Spacey pulls out his BlackBerry and shows Dave just how easy Twitter is. Dave responds he “can’t afford it” and later, says it reminds him of “a waste of time.”
The Twittersphere burned up the next day with folks basically labeling Letterman a Luddite for dissing the Twitter world and choosing to avoid it.
However, I think it’s better that Dave avoid Twitter. We already have too many celebrities and other folks who don’t get Twitter clogging up the bandwidth.
Remember, Twitter is all about conversation. It’s the world’s largest water cooler. What you get out of the conversation depends on what you put into it. You follow, you get followed. You interact.

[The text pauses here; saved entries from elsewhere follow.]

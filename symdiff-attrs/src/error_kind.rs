use proc_macro2::TokenStream as TokenStream2;
use quote::{quote, ToTokens};
use syn::{
    parse::{Parse, ParseStream},
    DeriveInput,
    Expr,
    Generics,
    Ident,
    Result,
    Token,
};

/// The arguments that can be passed to the `error` attribute.
#[derive(Debug, Default)]
pub struct ErrorArgs {
    pub message: Option<Expr>,
    pub labels: Option<Expr>,
    pub help: Option<Expr>,
}

impl ErrorArgs {
    /// Parse the next argument in the input stream and apply it to itself.
    fn parse_arg(&mut self, input: ParseStream) -> Result<()> {
        let ident: Ident = input.parse()?;
        input.parse::<Token![=]>()?;

        let slot = match ident.to_string().as_str() {
            "message" => &mut self.message,
            "labels" => &mut self.labels,
            "help" => &mut self.help,
            other => return Err(syn::Error::new_spanned(&ident, format!("unknown tag `{}`", other))),
        };

        if slot.is_some() {
            return Err(syn::Error::new_spanned(&ident, format!("duplicate tag `{}`", ident)));
        }
        *slot = Some(input.parse()?);
        Ok(())
    }
}

impl Parse for ErrorArgs {
    fn parse(input: ParseStream) -> Result<Self> {
        let mut args = ErrorArgs::default();

        while !input.is_empty() {
            args.parse_arg(input)?;
            if input.is_empty() {
                break;
            }
            input.parse::<Token![,]>()?;
        }

        Ok(args)
    }
}

/// The target struct to derive [`ErrorKind`] for.
#[derive(Debug)]
pub struct ErrorKindTarget {
    pub name: Ident,
    pub generics: Generics,
    pub message: Expr,
    pub labels: Option<Expr>,
    pub help: Option<Expr>,
}

impl Parse for ErrorKindTarget {
    fn parse(input: ParseStream) -> Result<Self> {
        let input = input.parse::<DeriveInput>()?;

        let mut error_args = ErrorArgs::default();
        for attr in &input.attrs {
            if attr.path().is_ident("error") {
                error_args = attr.parse_args::<ErrorArgs>()?;
                break;
            }
        }

        let Some(message) = error_args.message else {
            return Err(syn::Error::new_spanned(
                &input.ident,
                "`ErrorKind` requires `#[error(message = ...)]`",
            ));
        };

        Ok(ErrorKindTarget {
            name: input.ident,
            generics: input.generics,
            message,
            labels: error_args.labels,
            help: error_args.help,
        })
    }
}

impl ToTokens for ErrorKindTarget {
    fn to_tokens(&self, tokens: &mut TokenStream2) {
        let message = &self.message;

        // without explicit labels, every span is highlighted without a message
        let labels = self.labels.as_ref()
            .map(|labels| quote! {
                (#labels).into_iter().map(|label| label.to_string()).collect::<Vec<String>>()
            })
            .unwrap_or_else(|| quote! { vec![String::new(); spans.len()] });
        let help = self.help.as_ref().map(|help| quote! { builder.set_help(#help); });

        tokens.extend(quote! {
            fn message(&self) -> String {
                (#message).to_string()
            }

            fn build_report<'a>(
                &self,
                src_id: &'a str,
                spans: &[std::ops::Range<usize>],
            ) -> ariadne::Report<(&'a str, std::ops::Range<usize>)> {
                let offset = spans.first().map_or(0, |span| span.start);
                let labels = #labels;

                #[allow(unused_mut)]
                let mut builder = ariadne::Report::build(ariadne::ReportKind::Error, src_id, offset)
                    .with_message(self.message())
                    .with_labels(
                        labels
                            .into_iter()
                            .zip(spans.iter())
                            .map(|(label_str, span)| {
                                let mut label = ariadne::Label::new((src_id, span.clone()))
                                    .with_color(symdiff_error::EXPR);

                                if !label_str.is_empty() {
                                    label = label.with_message(label_str);
                                }

                                label
                            })
                            .collect::<Vec<_>>()
                    );

                #help
                builder.finish()
            }
        });
    }
}
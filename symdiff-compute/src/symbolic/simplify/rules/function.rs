//! Simplification rules for functions undoing their inverse.

use crate::symbolic::{
    simplify::{rules::{do_call, do_power}, step::Step},
    step_collector::StepCollector,
};
use symdiff_parser::parser::ast::{Expr, Func};

/// `ln(exp(a)) = a`
pub fn ln_exp(expr: &Expr, step_collector: &mut dyn StepCollector<Step>) -> Option<Expr> {
    let opt = do_call(expr, Func::Ln, |arg| do_call(arg, Func::Exp, |inner| Some(inner.clone())))?;

    step_collector.push(Step::LnExp);
    Some(opt)
}

/// `log(10^a) = a`
pub fn log_power_of_ten(expr: &Expr, step_collector: &mut dyn StepCollector<Step>) -> Option<Expr> {
    let opt = do_call(expr, Func::Log, |arg| {
        do_power(arg, |base, exponent| base.is_number(10.0).then(|| exponent.clone()))
    })?;

    step_collector.push(Step::LogPowerOfTen);
    Some(opt)
}

/// Applies all function rules.
pub fn all(expr: &Expr, step_collector: &mut dyn StepCollector<Step>) -> Option<Expr> {
    ln_exp(expr, step_collector)
        .or_else(|| log_power_of_ten(expr, step_collector))
}
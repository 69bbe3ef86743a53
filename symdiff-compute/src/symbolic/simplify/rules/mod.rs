//! Implementation of the local simplification rules.
//!
//! Each rule in this module is a function that takes the expression to simplify as an argument,
//! and returns `Some(expr)` with the simplified expression if the rule applies, or `None` if the
//! rule does not apply. Rules only look at a node and its direct children, which the simplifier
//! has already simplified.

pub mod add;
pub mod function;
pub mod multiply;
pub mod negate;
pub mod power;

use crate::symbolic::step_collector::StepCollector;
use super::{fold::{fold_literals, is_literal}, step::Step, ConstantMode};
use symdiff_parser::parser::{
    ast::{Expr, Func},
    token::op::{BinOpKind, UnaryOpKind},
};

/// If the expression is a call of the given function, calls the given transformation function
/// with the argument.
///
/// Returns `Some(expr)` with the transformed expression if a transformation was applied.
pub(crate) fn do_call(expr: &Expr, func: Func, f: impl Fn(&Expr) -> Option<Expr>) -> Option<Expr> {
    match expr {
        Expr::Call(call) if call.func == func => f(&call.arg),
        _ => None,
    }
}

/// If the expression is a unary expression with the given operator, calls the given
/// transformation function with the operand.
///
/// Returns `Some(expr)` with the transformed expression if a transformation was applied.
pub(crate) fn do_unary(expr: &Expr, op: UnaryOpKind, f: impl Fn(&Expr) -> Option<Expr>) -> Option<Expr> {
    match expr {
        Expr::Unary(unary) if unary.op == op => f(&unary.operand),
        _ => None,
    }
}

/// If the expression is a binary expression with the given operator, calls the given
/// transformation function with the left and right-hand-side.
///
/// Returns `Some(expr)` with the transformed expression if a transformation was applied.
pub(crate) fn do_binary(
    expr: &Expr,
    op: BinOpKind,
    f: impl Fn(&Expr, &Expr) -> Option<Expr>,
) -> Option<Expr> {
    match expr {
        Expr::Binary(binary) if binary.op == op => f(&binary.lhs, &binary.rhs),
        _ => None,
    }
}

/// If the expression is an add expression, calls the given transformation function with the
/// terms.
pub(crate) fn do_add(expr: &Expr, f: impl Fn(&Expr, &Expr) -> Option<Expr>) -> Option<Expr> {
    do_binary(expr, BinOpKind::Add, f)
}

/// If the expression is a multiplication expression, calls the given transformation function
/// with the factors.
pub(crate) fn do_multiply(expr: &Expr, f: impl Fn(&Expr, &Expr) -> Option<Expr>) -> Option<Expr> {
    do_binary(expr, BinOpKind::Mul, f)
}

/// If the expression is a power expression, calls the given transformation function with the
/// base and exponent.
pub(crate) fn do_power(expr: &Expr, f: impl Fn(&Expr, &Expr) -> Option<Expr>) -> Option<Expr> {
    do_binary(expr, BinOpKind::Exp, f)
}

/// If the expression is an operation `op` with a literal on one side, returns the literal and
/// the other side.
fn split_literal(expr: &Expr, op: BinOpKind, mode: ConstantMode) -> Option<(&Expr, &Expr)> {
    match expr {
        Expr::Binary(binary) if binary.op == op => {
            if is_literal(&binary.lhs, mode) {
                Some((&*binary.lhs, &*binary.rhs))
            } else if is_literal(&binary.rhs, mode) {
                Some((&*binary.rhs, &*binary.lhs))
            } else {
                None
            }
        },
        _ => None,
    }
}

/// Combines the literals of a chain of additions, or a chain of multiplications, without
/// flattening the chain. `op` must be commutative and associative.
///
/// `n+(m+a) = (n+m)+a`
/// `(n+a)+m = (n+m)+a`
/// `(n+a)+(m+b) = (n+m)+(a+b)`
pub(crate) fn combine_literals(
    expr: &Expr,
    op: BinOpKind,
    mode: ConstantMode,
    step_collector: &mut dyn StepCollector<Step>,
) -> Option<Expr> {
    let opt = do_binary(expr, op, |lhs, rhs| {
        match (is_literal(lhs, mode), is_literal(rhs, mode)) {
            (true, false) => {
                let (literal, rest) = split_literal(rhs, op, mode)?;
                let folded = fold_literals(op, lhs, literal, mode)?;
                Some(Expr::binary(op, folded, rest.clone()))
            },
            (false, true) => {
                let (literal, rest) = split_literal(lhs, op, mode)?;
                let folded = fold_literals(op, literal, rhs, mode)?;
                Some(Expr::binary(op, folded, rest.clone()))
            },
            (false, false) => {
                let (lhs_literal, lhs_rest) = split_literal(lhs, op, mode)?;
                let (rhs_literal, rhs_rest) = split_literal(rhs, op, mode)?;
                let folded = fold_literals(op, lhs_literal, rhs_literal, mode)?;
                Some(Expr::binary(op, folded, Expr::binary(op, lhs_rest.clone(), rhs_rest.clone())))
            },
            // already handled by constant folding
            (true, true) => None,
        }
    })?;

    step_collector.push(Step::CombineLiterals);
    Some(opt)
}

/// Applies the first rule that matches.
pub fn all(
    expr: &Expr,
    mode: ConstantMode,
    step_collector: &mut dyn StepCollector<Step>,
) -> Option<Expr> {
    add::all(expr, mode, step_collector)
        .or_else(|| multiply::all(expr, mode, step_collector))
        .or_else(|| power::all(expr, step_collector))
        .or_else(|| negate::all(expr, step_collector))
        .or_else(|| function::all(expr, step_collector))
}
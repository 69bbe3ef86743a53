pub mod token;

use crate::parser::error::{kind, Error};
use logos::Logos;
use token::RawKind;
pub use token::{Token, TokenKind};

/// Returns an owned array containing all of the tokens in the input, without whitespace and
/// terminated by a [`TokenKind::End`] token spanning the end of the input.
///
/// Blank input is rejected before scanning begins. A number lexeme with more than one decimal
/// point, or with no digits at all, is rejected, as is any character that cannot begin a token.
pub fn tokenize(input: &str) -> Result<Box<[Token]>, Error> {
    if input.trim().is_empty() {
        return Err(Error::new(vec![0..input.len()], kind::EmptyInput));
    }

    let mut lexer = RawKind::lexer(input);
    let mut tokens = Vec::new();

    while let Some(result) = lexer.next() {
        let span = lexer.span();
        let lexeme = lexer.slice();
        let kind = match result {
            Ok(RawKind::Whitespace) => continue,
            Ok(RawKind::Number) => {
                validate_number(lexeme).map_err(|err| Error::new(vec![span.clone()], err))?;
                TokenKind::Number
            },
            Ok(RawKind::Variable) => TokenKind::Variable,
            Ok(RawKind::Name) => TokenKind::FunctionName,
            Ok(RawKind::Add) => TokenKind::Add,
            Ok(RawKind::Sub) => TokenKind::Sub,
            Ok(RawKind::Mul) => TokenKind::Mul,
            Ok(RawKind::Div) => TokenKind::Div,
            Ok(RawKind::Exp) => TokenKind::Exp,
            Ok(RawKind::OpenParen) => TokenKind::OpenParen,
            Ok(RawKind::CloseParen) => TokenKind::CloseParen,
            Ok(RawKind::Symbol) | Err(()) => {
                return Err(Error::new(vec![span], kind::UnrecognizedCharacter {
                    character: lexeme.chars().next().unwrap_or_default(),
                }));
            },
        };

        tokens.push(Token { span, kind, lexeme });
    }

    tokens.push(Token {
        span: input.len()..input.len(),
        kind: TokenKind::End,
        lexeme: "",
    });

    log::trace!(
        "tokens: {}",
        tokens.iter().map(|token| format!("{:?}", token.kind)).collect::<Vec<_>>().join(" "),
    );
    Ok(tokens.into_boxed_slice())
}

/// Checks that a run of digits and decimal points forms a single number.
fn validate_number(lexeme: &str) -> Result<(), kind::MalformedNumber> {
    let points = lexeme.chars().filter(|&c| c == '.').count();
    let digits = lexeme.len() - points;
    if points > 1 || digits == 0 {
        Err(kind::MalformedNumber { lexeme: lexeme.to_string() })
    } else {
        Ok(())
    }
}
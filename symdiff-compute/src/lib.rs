//! Differentiation, simplification and numeric evaluation of expressions produced by
//! [`symdiff_parser`].
//!
//! ```
//! use symdiff_compute::symbolic::{derivative, simplify};
//! use symdiff_parser::parse;
//!
//! let expr = parse("x^2").unwrap();
//! let derived = simplify(&derivative(&expr)).unwrap();
//! assert_eq!(derived.to_string(), "2 * x");
//! ```

pub mod numerical;
pub mod symbolic;
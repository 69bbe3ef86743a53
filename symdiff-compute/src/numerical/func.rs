//! Floating-point implementations of the operators and functions of the language.

use symdiff_parser::parser::{ast::Func, token::op::BinOpKind};

/// Applies a binary operator to two values.
pub fn binary(op: BinOpKind, lhs: f64, rhs: f64) -> f64 {
    match op {
        BinOpKind::Add => lhs + rhs,
        BinOpKind::Sub => lhs - rhs,
        BinOpKind::Mul => lhs * rhs,
        BinOpKind::Div => lhs / rhs,
        BinOpKind::Exp => lhs.powf(rhs),
    }
}

/// Applies a function to a value.
pub fn call(func: Func, arg: f64) -> f64 {
    match func {
        Func::Sin => arg.sin(),
        Func::Cos => arg.cos(),
        Func::Tan => arg.tan(),
        Func::Ln => arg.ln(),
        Func::Log => arg.log10(),
        Func::Exp => arg.exp(),
    }
}
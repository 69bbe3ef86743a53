use crate::{
    parser::{
        ast::{expr::Expr, unary::parse_factor},
        error::Error,
        token::op::BinOpKind,
        Parser,
    },
    tokenizer::TokenKind,
};

#[cfg(feature = "serde")]
use serde::{Deserialize, Serialize};

/// A binary expression, such as `1 + 2`. Binary expressions can include nested expressions.
#[derive(Debug, Clone, PartialEq)]
#[cfg_attr(feature = "serde", derive(Serialize, Deserialize))]
pub struct Binary {
    /// The left-hand-side of the binary expression.
    pub lhs: Box<Expr>,

    /// The operator of the binary expression.
    pub op: BinOpKind,

    /// The right-hand-side of the binary expression.
    pub rhs: Box<Expr>,
}

impl Binary {
    /// Consumes the node, returning its operands and dropping only the node itself.
    pub fn into_operands(self) -> (Expr, Expr) {
        (*self.lhs, *self.rhs)
    }
}

/// Parses a sequence of terms separated by `+` and `-`, grouping from the left.
///
/// ```text
/// expression := term (('+' | '-') term)*
/// ```
pub(crate) fn parse_expression(input: &mut Parser) -> Result<Expr, Error> {
    let mut lhs = parse_term(input)?;
    loop {
        let op = match input.current_token().kind {
            TokenKind::Add => BinOpKind::Add,
            TokenKind::Sub => BinOpKind::Sub,
            _ => return Ok(lhs),
        };
        input.advance();

        let rhs = parse_term(input)?;
        lhs = Expr::binary(op, lhs, rhs);
    }
}

/// Parses a sequence of factors separated by `*`, `/`, or juxtaposition, grouping from the left.
///
/// Juxtaposition is only a multiplication for the token pairs accepted by
/// [`TokenKind::implies_multiplication`]; any other pair ends the term.
pub(crate) fn parse_term(input: &mut Parser) -> Result<Expr, Error> {
    let mut lhs = parse_factor(input)?;
    loop {
        let next = input.current_token().kind;
        let op = match next {
            TokenKind::Mul => {
                input.advance();
                BinOpKind::Mul
            },
            TokenKind::Div => {
                input.advance();
                BinOpKind::Div
            },
            _ if input.prev_token().is_some_and(|prev| prev.kind.implies_multiplication(next)) => {
                BinOpKind::Mul
            },
            _ => return Ok(lhs),
        };

        let rhs = parse_factor(input)?;
        lhs = Expr::binary(op, lhs, rhs);
    }
}

/// Parses a primary expression, optionally raised to a power. The exponent is itself a power,
/// which makes `^` right-associative. A sign cannot follow `^` directly: `2^-x` must be written
/// `2^(-x)`.
pub(crate) fn parse_power(input: &mut Parser) -> Result<Expr, Error> {
    let base = super::expr::parse_primary(input)?;
    if input.match_token(TokenKind::Exp).is_some() {
        let exponent = parse_power(input)?;
        Ok(Expr::binary(BinOpKind::Exp, base, exponent))
    } else {
        Ok(base)
    }
}
mod error_kind;

use error_kind::ErrorKindTarget;
use proc_macro::TokenStream;
use quote::quote;
use syn::parse_macro_input;

/// Derives the [`ErrorKind`] trait for the given struct.
///
/// The information of the error is customized using the `error` attribute:
/// ```ignore
/// use symdiff_attrs::ErrorKind;
/// use symdiff_error::ErrorKind;
///
/// #[derive(Debug, ErrorKind)]
/// #[error(
///     message = format!("unknown function `{}`", self.name),
///     labels = ["this function"],
///     help = "the supported functions are `sin`, `cos`, `tan`, `ln`, `log` and `exp`",
/// )]
/// pub struct UnknownFunction {
///     pub name: String,
/// }
/// ```
///
/// The following tags are available:
///
/// | Tag       | Description                                                                     |
/// | --------- | ------------------------------------------------------------------------------- |
/// | `message` | **Required.** The message displayed at the top of the error.                    |
/// | `labels`  | An array of label texts, one per span of the error, in the same order.         |
/// | `help`    | Optional help text for the error, describing what the user can do to fix it.    |
///
/// Each tag accepts an expression that is evaluated inside a method of the struct, so `self` and
/// its fields can be used in the expression.
///
/// The derived implementation refers to the trait as `ErrorKind` (the trait must be in scope),
/// and to the `ariadne` and `symdiff_error` crates by name.
///
/// [`ErrorKind`]: https://docs.rs/symdiff-error
#[proc_macro_derive(ErrorKind, attributes(error))]
pub fn error_kind(item: TokenStream) -> TokenStream {
    let target = parse_macro_input!(item as ErrorKindTarget);
    let name = &target.name;
    let (impl_generics, ty_generics, where_clause) = target.generics.split_for_impl();
    quote! {
        impl #impl_generics ErrorKind for #name #ty_generics #where_clause {
            fn as_any(&self) -> &dyn std::any::Any {
                self
            }

            #target
        }
    }.into()
}
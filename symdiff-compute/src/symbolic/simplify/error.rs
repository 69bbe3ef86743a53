use ariadne::Fmt;
use symdiff_attrs::ErrorKind;
use symdiff_error::{ErrorKind, EXPR};
use symdiff_parser::parser::fmt::fmt_number;

/// Zero was raised to a negative power, which would divide by zero.
#[derive(Debug, Clone, ErrorKind, PartialEq)]
#[error(
    message = format!("zero cannot be raised to a negative power (here, {})", fmt_number(self.exponent)),
    help = format!("{} is undefined when n < 0", "0 ^ n".fg(EXPR)),
)]
pub struct ZeroToNegativePower {
    /// The value of the exponent.
    pub exponent: f64,
}
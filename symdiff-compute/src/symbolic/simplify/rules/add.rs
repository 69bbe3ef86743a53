//! Simplification rules for expressions involving addition.

use crate::symbolic::{
    simplify::{rules::{combine_literals, do_add}, step::Step, ConstantMode},
    step_collector::StepCollector,
};
use symdiff_parser::parser::{ast::Expr, token::op::BinOpKind};

/// `0+a = a`
/// `a+0 = a`
pub fn add_zero(expr: &Expr, step_collector: &mut dyn StepCollector<Step>) -> Option<Expr> {
    let opt = do_add(expr, |lhs, rhs| {
        if lhs.is_number(0.0) {
            Some(rhs.clone())
        } else if rhs.is_number(0.0) {
            Some(lhs.clone())
        } else {
            None
        }
    })?;

    // keep the step collection logic outside of the closure to make it implement `Fn`
    step_collector.push(Step::AddZero);
    Some(opt)
}

/// Applies all addition rules.
pub fn all(
    expr: &Expr,
    mode: ConstantMode,
    step_collector: &mut dyn StepCollector<Step>,
) -> Option<Expr> {
    add_zero(expr, step_collector)
        .or_else(|| combine_literals(expr, BinOpKind::Add, mode, step_collector))
}
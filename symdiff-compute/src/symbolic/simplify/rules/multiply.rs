//! Simplification rules for expressions involving multiplication and division.

use crate::symbolic::{
    simplify::{rules::{combine_literals, do_binary, do_multiply}, step::Step, ConstantMode},
    step_collector::StepCollector,
};
use symdiff_parser::parser::{ast::Expr, token::op::BinOpKind};

/// `0*a = 0`
/// `a*0 = 0`
pub fn multiply_zero(expr: &Expr, step_collector: &mut dyn StepCollector<Step>) -> Option<Expr> {
    let opt = do_multiply(expr, |lhs, rhs| {
        (lhs.is_number(0.0) || rhs.is_number(0.0)).then(|| Expr::number(0.0))
    })?;

    step_collector.push(Step::MultiplyZero);
    Some(opt)
}

/// `1*a = a`
/// `a*1 = a`
pub fn multiply_one(expr: &Expr, step_collector: &mut dyn StepCollector<Step>) -> Option<Expr> {
    let opt = do_multiply(expr, |lhs, rhs| {
        if lhs.is_number(1.0) {
            Some(rhs.clone())
        } else if rhs.is_number(1.0) {
            Some(lhs.clone())
        } else {
            None
        }
    })?;

    step_collector.push(Step::MultiplyOne);
    Some(opt)
}

/// `a/1 = a`
pub fn divide_one(expr: &Expr, step_collector: &mut dyn StepCollector<Step>) -> Option<Expr> {
    let opt = do_binary(expr, BinOpKind::Div, |lhs, rhs| {
        rhs.is_number(1.0).then(|| lhs.clone())
    })?;

    step_collector.push(Step::DivideOne);
    Some(opt)
}

/// Applies all multiplication and division rules.
pub fn all(
    expr: &Expr,
    mode: ConstantMode,
    step_collector: &mut dyn StepCollector<Step>,
) -> Option<Expr> {
    multiply_zero(expr, step_collector)
        .or_else(|| multiply_one(expr, step_collector))
        .or_else(|| divide_one(expr, step_collector))
        .or_else(|| combine_literals(expr, BinOpKind::Mul, mode, step_collector))
}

As a Twitter user, I try to follow those who follow me, figuring that I may someday learn something from them. And the conversations at times have been very interesting and enlightening.
Unfortunately, the conversation has been diluted by celebs who treat followers like a body count…the more you have, the higher your stature. Much of the glitterati on Twitter now treat the conversation one-year. They have many followers, but follow few. I’m sure psychologists can explain that people feel the need to follow a celeb on Twitter as a personal fan club or to live vicariously through their lives.
But are they really connected with them? I looked up a few key celebs on Twubble, and here are their stats as of July 22:
Oprah Winfrey: 16,846 following; follows 43
Ashton Kutcher: 2,901,305 following; follows 187
Kevin Spacey: 840,078 following, follows 4(I was very disappointed by this, considering Spacey acted like he got the concept when he was on Letterman.)
I can understand that it would be next to impossible to follow hundreds of thousands of folks, but these numbers show that for Twitter, their conversation is strictly one-way.
They have put the Twit in Twitter. They have cast a pall on Twitter’s potential to become a remarkable social networking and marketing portal.
(I must note that not all celebs are Twitter abusers. There are a few, like WLS-TV weatherman Jerry Taft, who understand it’s about the dialog and contribute to the conversation.)
So Dave, thanks for not getting on the Twitter. Kevin, if you’re serious about Twitter, start listening to those who follow you. Oprah and Ashton, thanks, but you can move on to the next fad now … maybe finding a life in the Twit competition below (Thanks to Monty Python’s John Cleese, who incidentally is on Twitter and does provide some wonderfully funny tweets)
The rest of us…we’ll forgive the interruption and get back to the conversation.